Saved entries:
———

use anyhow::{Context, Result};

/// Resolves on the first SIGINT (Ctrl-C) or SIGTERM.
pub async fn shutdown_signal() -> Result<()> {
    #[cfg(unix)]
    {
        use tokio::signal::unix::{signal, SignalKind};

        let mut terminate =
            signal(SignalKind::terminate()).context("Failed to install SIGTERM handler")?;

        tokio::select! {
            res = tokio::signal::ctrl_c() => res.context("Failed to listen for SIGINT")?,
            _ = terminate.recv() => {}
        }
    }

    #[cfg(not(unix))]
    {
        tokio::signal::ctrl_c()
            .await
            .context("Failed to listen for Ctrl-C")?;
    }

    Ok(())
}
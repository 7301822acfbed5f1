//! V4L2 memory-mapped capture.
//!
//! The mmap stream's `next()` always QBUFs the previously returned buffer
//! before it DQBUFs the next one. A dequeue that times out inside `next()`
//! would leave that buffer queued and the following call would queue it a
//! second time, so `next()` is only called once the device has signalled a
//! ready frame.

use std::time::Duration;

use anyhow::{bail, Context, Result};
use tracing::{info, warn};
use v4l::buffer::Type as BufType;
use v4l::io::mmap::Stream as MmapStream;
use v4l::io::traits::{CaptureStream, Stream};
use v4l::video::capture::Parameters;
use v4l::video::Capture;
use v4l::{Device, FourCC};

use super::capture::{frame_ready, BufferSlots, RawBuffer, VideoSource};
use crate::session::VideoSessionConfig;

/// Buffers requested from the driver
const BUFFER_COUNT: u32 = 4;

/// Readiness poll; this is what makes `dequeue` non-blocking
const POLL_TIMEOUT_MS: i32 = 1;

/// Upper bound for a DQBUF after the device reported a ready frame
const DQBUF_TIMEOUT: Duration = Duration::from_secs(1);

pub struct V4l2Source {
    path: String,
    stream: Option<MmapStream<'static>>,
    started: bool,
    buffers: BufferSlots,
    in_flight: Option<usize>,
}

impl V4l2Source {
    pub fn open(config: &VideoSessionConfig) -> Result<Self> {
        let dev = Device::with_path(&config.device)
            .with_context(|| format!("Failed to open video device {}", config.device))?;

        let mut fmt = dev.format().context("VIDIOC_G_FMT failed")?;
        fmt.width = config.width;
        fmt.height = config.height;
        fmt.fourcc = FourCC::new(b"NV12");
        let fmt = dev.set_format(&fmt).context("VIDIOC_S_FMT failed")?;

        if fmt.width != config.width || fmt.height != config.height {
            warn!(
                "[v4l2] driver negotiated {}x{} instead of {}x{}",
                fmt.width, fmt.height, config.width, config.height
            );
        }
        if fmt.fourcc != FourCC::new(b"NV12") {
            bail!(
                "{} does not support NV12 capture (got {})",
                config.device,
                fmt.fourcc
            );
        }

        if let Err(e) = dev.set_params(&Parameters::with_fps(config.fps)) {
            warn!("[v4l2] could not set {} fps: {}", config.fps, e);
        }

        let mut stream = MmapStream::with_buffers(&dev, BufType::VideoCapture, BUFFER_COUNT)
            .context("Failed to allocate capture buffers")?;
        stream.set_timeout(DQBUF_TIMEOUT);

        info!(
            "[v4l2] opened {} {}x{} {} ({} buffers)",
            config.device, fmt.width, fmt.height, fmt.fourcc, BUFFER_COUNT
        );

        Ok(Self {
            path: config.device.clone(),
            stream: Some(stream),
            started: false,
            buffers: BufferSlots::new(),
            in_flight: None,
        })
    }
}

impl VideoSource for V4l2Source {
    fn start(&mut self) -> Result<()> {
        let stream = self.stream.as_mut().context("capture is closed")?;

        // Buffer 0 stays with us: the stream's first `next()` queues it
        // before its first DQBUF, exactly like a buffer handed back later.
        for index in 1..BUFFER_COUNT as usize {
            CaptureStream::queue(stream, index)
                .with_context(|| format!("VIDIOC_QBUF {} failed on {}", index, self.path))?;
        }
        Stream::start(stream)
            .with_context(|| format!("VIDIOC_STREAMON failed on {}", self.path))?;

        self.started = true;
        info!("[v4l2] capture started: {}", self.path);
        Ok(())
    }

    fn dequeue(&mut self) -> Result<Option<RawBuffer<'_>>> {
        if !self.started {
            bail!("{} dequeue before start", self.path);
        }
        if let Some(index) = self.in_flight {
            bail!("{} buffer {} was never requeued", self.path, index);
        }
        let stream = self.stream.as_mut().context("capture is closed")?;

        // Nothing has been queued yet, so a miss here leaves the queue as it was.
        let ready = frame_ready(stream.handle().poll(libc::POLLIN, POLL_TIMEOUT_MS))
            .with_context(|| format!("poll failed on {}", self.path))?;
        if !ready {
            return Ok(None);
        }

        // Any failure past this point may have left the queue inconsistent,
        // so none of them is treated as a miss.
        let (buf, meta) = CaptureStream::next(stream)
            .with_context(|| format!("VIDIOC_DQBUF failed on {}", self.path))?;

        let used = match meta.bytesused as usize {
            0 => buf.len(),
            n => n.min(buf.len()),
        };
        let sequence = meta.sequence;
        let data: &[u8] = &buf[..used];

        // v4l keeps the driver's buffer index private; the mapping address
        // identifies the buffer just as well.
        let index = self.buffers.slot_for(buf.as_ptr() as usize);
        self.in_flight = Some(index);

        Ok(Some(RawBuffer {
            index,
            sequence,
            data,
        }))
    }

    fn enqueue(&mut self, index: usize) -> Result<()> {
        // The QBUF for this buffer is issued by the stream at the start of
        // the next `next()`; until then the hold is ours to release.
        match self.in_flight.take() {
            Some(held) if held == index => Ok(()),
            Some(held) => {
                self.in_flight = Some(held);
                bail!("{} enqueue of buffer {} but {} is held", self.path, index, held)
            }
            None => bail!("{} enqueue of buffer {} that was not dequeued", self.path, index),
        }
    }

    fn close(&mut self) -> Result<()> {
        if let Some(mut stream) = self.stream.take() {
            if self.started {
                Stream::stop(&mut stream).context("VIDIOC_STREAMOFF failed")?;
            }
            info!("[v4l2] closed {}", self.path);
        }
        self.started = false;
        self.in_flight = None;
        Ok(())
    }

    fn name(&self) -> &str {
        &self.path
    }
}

———

> **TASK GOAL**: Would you copy each line of the data exactly as it appears above?

> **FINISHED EXERCISE**:
use anyhow::{Context, Result};

/// Resolves on the first SIGINT (Ctrl-C) or SIGTERM.
pub async fn shutdown_signal() -> Result<()> {
    #[cfg(unix)]
    {
        use tokio::signal::unix::{signal, SignalKind};

        let mut terminate =
            signal(SignalKind::terminate()).context("Failed to install SIGTERM handler")?;

        tokio::select! {
            res = tokio::signal::ctrl_c() => res.context("Failed to listen for SIGINT")?,
            _ = terminate.recv() => {}
        }
    }

    #[cfg(not(unix))]
    {
        tokio::signal::ctrl_c()
            .await
            .context("Failed to listen for Ctrl-C")?;
    }

    Ok(())
}
repository 7301822acfbed5f1
//! V4L2 memory-mapped capture.
//!
//! The mmap stream's `next()` always QBUFs the previously returned buffer
//! before it DQBUFs the next one. A dequeue that times out inside `next()`
//! would leave that buffer queued and the following call would queue it a
//! second time, so `next()` is only called once the device has signalled a
//! ready frame.

use std::time::Duration;

use anyhow::{bail, Context, Result};
use tracing::{info, warn};
use v4l::buffer::Type as BufType;
use v4l::io::mmap::Stream as MmapStream;
use v4l::io::traits::{CaptureStream, Stream};
use v4l::video::capture::Parameters;
use v4l::video::Capture;
use v4l::{Device, FourCC};

use super::capture::{frame_ready, BufferSlots, RawBuffer, VideoSource};
use crate::session::VideoSessionConfig;

/// Buffers requested from the driver
const BUFFER_COUNT: u32 = 4;

/// Readiness poll; this is what makes `dequeue` non-blocking
const POLL_TIMEOUT_MS: i32 = 1;

/// Upper bound for a DQBUF after the device reported a ready frame
const DQBUF_TIMEOUT: Duration = Duration::from_secs(1);

pub struct V4l2Source {
    path: String,
    stream: Option<MmapStream<'static>>,
    started: bool,
    buffers: BufferSlots,
    in_flight: Option<usize>,
}

impl V4l2Source {
    pub fn open(config: &VideoSessionConfig) -> Result<Self> {
        let dev = Device::with_path(&config.device)
            .with_context(|| format!("Failed to open video device {}", config.device))?;

        let mut fmt = dev.format().context("VIDIOC_G_FMT failed")?;
        fmt.width = config.width;
        fmt.height = config.height;
        fmt.fourcc = FourCC::new(b"NV12");
        let fmt = dev.set_format(&fmt).context("VIDIOC_S_FMT failed")?;

        if fmt.width != config.width || fmt.height != config.height {
            warn!(
                "[v4l2] driver negotiated {}x{} instead of {}x{}",
                fmt.width, fmt.height, config.width, config.height
            );
        }
        if fmt.fourcc != FourCC::new(b"NV12") {
            bail!(
                "{} does not support NV12 capture (got {})",
                config.device,
                fmt.fourcc
            );
        }

        if let Err(e) = dev.set_params(&Parameters::with_fps(config.fps)) {
            warn!("[v4l2] could not set {} fps: {}", config.fps, e);
        }

        let mut stream = MmapStream::with_buffers(&dev, BufType::VideoCapture, BUFFER_COUNT)
            .context("Failed to allocate capture buffers")?;
        stream.set_timeout(DQBUF_TIMEOUT);

        info!(
            "[v4l2] opened {} {}x{} {} ({} buffers)",
            config.device, fmt.width, fmt.height, fmt.fourcc, BUFFER_COUNT
        );

        Ok(Self {
            path: config.device.clone(),
            stream: Some(stream),
            started: false,
            buffers: BufferSlots::new(),
            in_flight: None,
        })
    }
}

impl VideoSource for V4l2Source {
    fn start(&mut self) -> Result<()> {
        let stream = self.stream.as_mut().context("capture is closed")?;

        // Buffer 0 stays with us: the stream's first `next()` queues it
        // before its first DQBUF, exactly like a buffer handed back later.
        for index in 1..BUFFER_COUNT as usize {
            CaptureStream::queue(stream, index)
                .with_context(|| format!("VIDIOC_QBUF {} failed on {}", index, self.path))?;
        }
        Stream::start(stream)
            .with_context(|| format!("VIDIOC_STREAMON failed on {}", self.path))?;

        self.started = true;
        info!("[v4l2] capture started: {}", self.path);
        Ok(())
    }

    fn dequeue(&mut self) -> Result<Option<RawBuffer<'_>>> {
        if !self.started {
            bail!("{} dequeue before start", self.path);
        }
        if let Some(index) = self.in_flight {
            bail!("{} buffer {} was never requeued", self.path, index);
        }
        let stream = self.stream.as_mut().context("capture is closed")?;

        // Nothing has been queued yet, so a miss here leaves the queue as it was.
        let ready = frame_ready(stream.handle().poll(libc::POLLIN, POLL_TIMEOUT_MS))
            .with_context(|| format!("poll failed on {}", self.path))?;
        if !ready {
            return Ok(None);
        }

        // Any failure past this point may have left the queue inconsistent,
        // so none of them is treated as a miss.
        let (buf, meta) = CaptureStream::next(stream)
            .with_context(|| format!("VIDIOC_DQBUF failed on {}", self.path))?;

        let used = match meta.bytesused as usize {
            0 => buf.len(),
            n => n.min(buf.len()),
        };
        let sequence = meta.sequence;
        let data: &[u8] = &buf[..used];

        // v4l keeps the driver's buffer index private; the mapping address
        // identifies the buffer just as well.
        let index = self.buffers.slot_for(buf.as_ptr() as usize);
        self.in_flight = Some(index);

        Ok(Some(RawBuffer {
            index,
            sequence,
            data,
        }))
    }

    fn enqueue(&mut self, index: usize) -> Result<()> {
        // The QBUF for this buffer is issued by the stream at the start of
        // the next `next()`; until then the hold is ours to release.
        match self.in_flight.take() {
            Some(held) if held == index => Ok(()),
            Some(held) => {
                self.in_flight = Some(held);
                bail!("{} enqueue of buffer {} but {} is held", self.path, index, held)
            }
            None => bail!("{} enqueue of buffer {} that was not dequeued", self.path, index),
        }
    }

    fn close(&mut self) -> Result<()> {
        if let Some(mut stream) = self.stream.take() {
            if self.started {
                Stream::stop(&mut stream).context("VIDIOC_STREAMOFF failed")?;
            }
            info!("[v4l2] closed {}", self.path);
        }
        self.started = false;
        self.in_flight = None;
        Ok(())
    }

    fn name(&self) -> &str {
        &self.path
    }
}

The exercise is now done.